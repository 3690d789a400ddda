//! Simulated hardware.
//!
//! A [`Bench`] holds one shared record of everything the driver did. The
//! transport, GPIO and clock handed out by it all append to that record, so a
//! test (or `lmx2820 --mock`) can give the parts to a [`crate::Device`] and
//! still inspect the exact sequence of writes and pin changes afterwards.
//! Time is virtual: sleeping advances the clock instantly.
use log::{debug, trace};
use std::{cell::RefCell, collections::VecDeque, rc::Rc, time::Duration};

use crate::hal::{BandSwitch, Clock, Error, Gpio, Result, Transport};
use crate::registers::{fields, N_REGS};

#[derive(Clone, Copy, Debug, PartialEq, Eq)]
pub enum Event {
    Write(u8, u16),
    Power(bool),
    Reset,
    Rf(bool),
    Band(BandSwitch),
    Doubler(bool),
}

struct State {
    events: Vec<Event>,
    regs: Vec<u16>,
    attempts: usize,
    fail_write_at: Option<usize>,
    fail_gpio: bool,
    lock_script: VecDeque<bool>,
    lock_default: bool,
    lock_reads: usize,
    now: Duration,
}

#[derive(Clone)]
pub struct Bench {
    state: Rc<RefCell<State>>,
}

impl Default for Bench {
    fn default() -> Self {
        Self::new()
    }
}

impl Bench {
    /// A chip that locks on every sample.
    pub fn new() -> Self {
        Self {
            state: Rc::new(RefCell::new(State {
                events: Vec::new(),
                regs: vec![0; N_REGS],
                attempts: 0,
                fail_write_at: None,
                fail_gpio: false,
                lock_script: VecDeque::new(),
                lock_default: true,
                lock_reads: 0,
                now: Duration::ZERO,
            })),
        }
    }

    pub fn transport(&self) -> MockTransport {
        MockTransport { bench: self.clone() }
    }

    pub fn gpio(&self) -> MockGpio {
        MockGpio { bench: self.clone() }
    }

    pub fn clock(&self) -> MockClock {
        MockClock { bench: self.clone() }
    }

    /// Lock-detect samples to return in order, then `then` forever.
    pub fn script_lock(&self, samples: &[bool], then: bool) {
        let mut s = self.state.borrow_mut();
        s.lock_script = samples.iter().copied().collect();
        s.lock_default = then;
    }

    /// Fail the `n`th register write (counting from zero, including failed ones).
    pub fn fail_write_at(&self, n: usize) {
        self.state.borrow_mut().fail_write_at = Some(n);
    }

    /// Make every GPIO output operation fail.
    pub fn fail_gpio(&self, fail: bool) {
        self.state.borrow_mut().fail_gpio = fail;
    }

    pub fn events(&self) -> Vec<Event> {
        self.state.borrow().events.clone()
    }

    pub fn writes(&self) -> Vec<(u8, u16)> {
        self.state
            .borrow()
            .events
            .iter()
            .filter_map(|e| match *e {
                Event::Write(a, v) => Some((a, v)),
                _ => None,
            })
            .collect()
    }

    /// Writes to R0 with FCAL_EN set.
    pub fn calibrations(&self) -> usize {
        self.writes()
            .iter()
            .filter(|&&(a, v)| a == fields::FCAL_EN.addr && fields::FCAL_EN.extract(v) == 1)
            .count()
    }

    /// Current level of the RF enable line.
    pub fn rf_enabled(&self) -> bool {
        self.state
            .borrow()
            .events
            .iter()
            .rev()
            .find_map(|e| match *e {
                Event::Rf(on) => Some(on),
                _ => None,
            })
            .unwrap_or(false)
    }

    pub fn lock_reads(&self) -> usize {
        self.state.borrow().lock_reads
    }

    /// Register contents as the chip sees them.
    pub fn register(&self, addr: u8) -> u16 {
        self.state.borrow().regs[usize::from(addr)]
    }

    pub fn now(&self) -> Duration {
        self.state.borrow().now
    }

    pub fn clear(&self) {
        self.state.borrow_mut().events.clear();
    }

    fn output(&self, event: Event) -> Result<()> {
        let mut s = self.state.borrow_mut();
        if s.fail_gpio {
            return Err(Error::Injected("gpio"));
        }
        trace!("{:?}", event);
        s.events.push(event);
        Ok(())
    }
}

pub struct MockTransport {
    bench: Bench,
}

impl Transport for MockTransport {
    fn write(&mut self, addr: u8, value: u16) -> Result<()> {
        let mut s = self.bench.state.borrow_mut();
        let attempt = s.attempts;
        s.attempts += 1;
        if s.fail_write_at == Some(attempt) {
            debug!("mock: failing write {} (R{})", attempt, addr);
            return Err(Error::Injected("spi write"));
        }
        let reg = s
            .regs
            .get_mut(usize::from(addr))
            .ok_or(Error::Injected("address outside register file"))?;
        *reg = value;
        s.events.push(Event::Write(addr, value));
        Ok(())
    }

    fn read(&mut self, addr: u8) -> Result<u16> {
        self.bench
            .state
            .borrow()
            .regs
            .get(usize::from(addr))
            .copied()
            .ok_or(Error::Injected("address outside register file"))
    }
}

pub struct MockGpio {
    bench: Bench,
}

impl Gpio for MockGpio {
    fn power_enable(&mut self, enable: bool) -> Result<()> {
        self.bench.output(Event::Power(enable))
    }

    fn reset_pulse(&mut self) -> Result<()> {
        self.bench.output(Event::Reset)?;
        self.bench.state.borrow_mut().regs.fill(0);
        Ok(())
    }

    fn rf_enable(&mut self, enable: bool) -> Result<()> {
        self.bench.output(Event::Rf(enable))
    }

    fn set_band_switch(&mut self, position: BandSwitch) -> Result<()> {
        self.bench.output(Event::Band(position))
    }

    fn external_doubler_enable(&mut self, enable: bool) -> Result<()> {
        self.bench.output(Event::Doubler(enable))
    }

    fn read_lock_detect(&mut self) -> Result<bool> {
        let mut s = self.bench.state.borrow_mut();
        s.lock_reads += 1;
        let default = s.lock_default;
        Ok(s.lock_script.pop_front().unwrap_or(default))
    }
}

pub struct MockClock {
    bench: Bench,
}

impl Clock for MockClock {
    fn now(&self) -> Duration {
        self.bench.now()
    }

    fn sleep(&mut self, duration: Duration) {
        self.bench.state.borrow_mut().now += duration;
    }
}

#[test]
fn lock_script_then_default() {
    let bench = Bench::new();
    bench.script_lock(&[false, true], false);
    let mut gpio = bench.gpio();
    let reads: Vec<_> = (0..4).map(|_| gpio.read_lock_detect().unwrap()).collect();
    assert_eq!(vec![false, true, false, false], reads);
    assert_eq!(4, bench.lock_reads());
}

#[test]
fn injected_write_failure() {
    let bench = Bench::new();
    let mut bus = bench.transport();
    bench.fail_write_at(1);
    bus.write(1, 0x57A0).unwrap();
    assert!(bus.write(2, 0x81F4).is_err());
    bus.write(2, 0x81F4).unwrap();
    assert_eq!(vec![(1, 0x57A0), (2, 0x81F4)], bench.writes());
    assert_eq!(0x81F4, bus.read(2).unwrap());
}

#[test]
fn clock_is_virtual() {
    let bench = Bench::new();
    let mut clock = bench.clock();
    clock.sleep(Duration::from_millis(250));
    assert_eq!(Duration::from_millis(250), clock.now());
}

-- -- --

Copy the full listing exactly.

repository 3690d789a400ddda
//! Simulated hardware.
//!
//! A [`Bench`] holds one shared record of everything the driver did. The
//! transport, GPIO and clock handed out by it all append to that record, so a
//! test (or `lmx2820 --mock`) can give the parts to a [`crate::Device`] and
//! still inspect the exact sequence of writes and pin changes afterwards.
//! Time is virtual: sleeping advances the clock instantly.
use log::{debug, trace};
use std::{cell::RefCell, collections::VecDeque, rc::Rc, time::Duration};

use crate::hal::{BandSwitch, Clock, Error, Gpio, Result, Transport};
use crate::registers::{fields, N_REGS};

#[derive(Clone, Copy, Debug, PartialEq, Eq)]
pub enum Event {
    Write(u8, u16),
    Power(bool),
    Reset,
    Rf(bool),
    Band(BandSwitch),
    Doubler(bool),
}

struct State {
    events: Vec<Event>,
    regs: Vec<u16>,
    attempts: usize,
    fail_write_at: Option<usize>,
    fail_gpio: bool,
    lock_script: VecDeque<bool>,
    lock_default: bool,
    lock_reads: usize,
    now: Duration,
}

#[derive(Clone)]
pub struct Bench {
    state: Rc<RefCell<State>>,
}

impl Default for Bench {
    fn default() -> Self {
        Self::new()
    }
}

impl Bench {
    /// A chip that locks on every sample.
    pub fn new() -> Self {
        Self {
            state: Rc::new(RefCell::new(State {
                events: Vec::new(),
                regs: vec![0; N_REGS],
                attempts: 0,
                fail_write_at: None,
                fail_gpio: false,
                lock_script: VecDeque::new(),
                lock_default: true,
                lock_reads: 0,
                now: Duration::ZERO,
            })),
        }
    }

    pub fn transport(&self) -> MockTransport {
        MockTransport { bench: self.clone() }
    }

    pub fn gpio(&self) -> MockGpio {
        MockGpio { bench: self.clone() }
    }

    pub fn clock(&self) -> MockClock {
        MockClock { bench: self.clone() }
    }

    /// Lock-detect samples to return in order, then `then` forever.
    pub fn script_lock(&self, samples: &[bool], then: bool) {
        let mut s = self.state.borrow_mut();
        s.lock_script = samples.iter().copied().collect();
        s.lock_default = then;
    }

    /// Fail the `n`th register write (counting from zero, including failed ones).
    pub fn fail_write_at(&self, n: usize) {
        self.state.borrow_mut().fail_write_at = Some(n);
    }

    /// Make every GPIO output operation fail.
    pub fn fail_gpio(&self, fail: bool) {
        self.state.borrow_mut().fail_gpio = fail;
    }

    pub fn events(&self) -> Vec<Event> {
        self.state.borrow().events.clone()
    }

    pub fn writes(&self) -> Vec<(u8, u16)> {
        self.state
            .borrow()
            .events
            .iter()
            .filter_map(|e| match *e {
                Event::Write(a, v) => Some((a, v)),
                _ => None,
            })
            .collect()
    }

    /// Writes to R0 with FCAL_EN set.
    pub fn calibrations(&self) -> usize {
        self.writes()
            .iter()
            .filter(|&&(a, v)| a == fields::FCAL_EN.addr && fields::FCAL_EN.extract(v) == 1)
            .count()
    }

    /// Current level of the RF enable line.
    pub fn rf_enabled(&self) -> bool {
        self.state
            .borrow()
            .events
            .iter()
            .rev()
            .find_map(|e| match *e {
                Event::Rf(on) => Some(on),
                _ => None,
            })
            .unwrap_or(false)
    }

    pub fn lock_reads(&self) -> usize {
        self.state.borrow().lock_reads
    }

    /// Register contents as the chip sees them.
    pub fn register(&self, addr: u8) -> u16 {
        self.state.borrow().regs[usize::from(addr)]
    }

    pub fn now(&self) -> Duration {
        self.state.borrow().now
    }

    pub fn clear(&self) {
        self.state.borrow_mut().events.clear();
    }

    fn output(&self, event: Event) -> Result<()> {
        let mut s = self.state.borrow_mut();
        if s.fail_gpio {
            return Err(Error::Injected("gpio"));
        }
        trace!("{:?}", event);
        s.events.push(event);
        Ok(())
    }
}

pub struct MockTransport {
    bench: Bench,
}

impl Transport for MockTransport {
    fn write(&mut self, addr: u8, value: u16) -> Result<()> {
        let mut s = self.bench.state.borrow_mut();
        let attempt = s.attempts;
        s.attempts += 1;
        if s.fail_write_at == Some(attempt) {
            debug!("mock: failing write {} (R{})", attempt, addr);
            return Err(Error::Injected("spi write"));
        }
        let reg = s
            .regs
            .get_mut(usize::from(addr))
            .ok_or(Error::Injected("address outside register file"))?;
        *reg = value;
        s.events.push(Event::Write(addr, value));
        Ok(())
    }

    fn read(&mut self, addr: u8) -> Result<u16> {
        self.bench
            .state
            .borrow()
            .regs
            .get(usize::from(addr))
            .copied()
            .ok_or(Error::Injected("address outside register file"))
    }
}

pub struct MockGpio {
    bench: Bench,
}

impl Gpio for MockGpio {
    fn power_enable(&mut self, enable: bool) -> Result<()> {
        self.bench.output(Event::Power(enable))
    }

    fn reset_pulse(&mut self) -> Result<()> {
        self.bench.output(Event::Reset)?;
        self.bench.state.borrow_mut().regs.fill(0);
        Ok(())
    }

    fn rf_enable(&mut self, enable: bool) -> Result<()> {
        self.bench.output(Event::Rf(enable))
    }

    fn set_band_switch(&mut self, position: BandSwitch) -> Result<()> {
        self.bench.output(Event::Band(position))
    }

    fn external_doubler_enable(&mut self, enable: bool) -> Result<()> {
        self.bench.output(Event::Doubler(enable))
    }

    fn read_lock_detect(&mut self) -> Result<bool> {
        let mut s = self.bench.state.borrow_mut();
        s.lock_reads += 1;
        let default = s.lock_default;
        Ok(s.lock_script.pop_front().unwrap_or(default))
    }
}

pub struct MockClock {
    bench: Bench,
}

impl Clock for MockClock {
    fn now(&self) -> Duration {
        self.bench.now()
    }

    fn sleep(&mut self, duration: Duration) {
        self.bench.state.borrow_mut().now += duration;
    }
}

#[test]
fn lock_script_then_default() {
    let bench = Bench::new();
    bench.script_lock(&[false, true], false);
    let mut gpio = bench.gpio();
    let reads: Vec<_> = (0..4).map(|_| gpio.read_lock_detect().unwrap()).collect();
    assert_eq!(vec![false, true, false, false], reads);
    assert_eq!(4, bench.lock_reads());
}

#[test]
fn injected_write_failure() {
    let bench = Bench::new();
    let mut bus = bench.transport();
    bench.fail_write_at(1);
    bus.write(1, 0x57A0).unwrap();
    assert!(bus.write(2, 0x81F4).is_err());
    bus.write(2, 0x81F4).unwrap();
    assert_eq!(vec![(1, 0x57A0), (2, 0x81F4)], bench.writes());
    assert_eq!(0x81F4, bus.read(2).unwrap());
}

#[test]
fn clock_is_virtual() {
    let bench = Bench::new();
    let mut clock = bench.clock();
    clock.sleep(Duration::from_millis(250));
    assert_eq!(Duration::from_millis(250), clock.now());
}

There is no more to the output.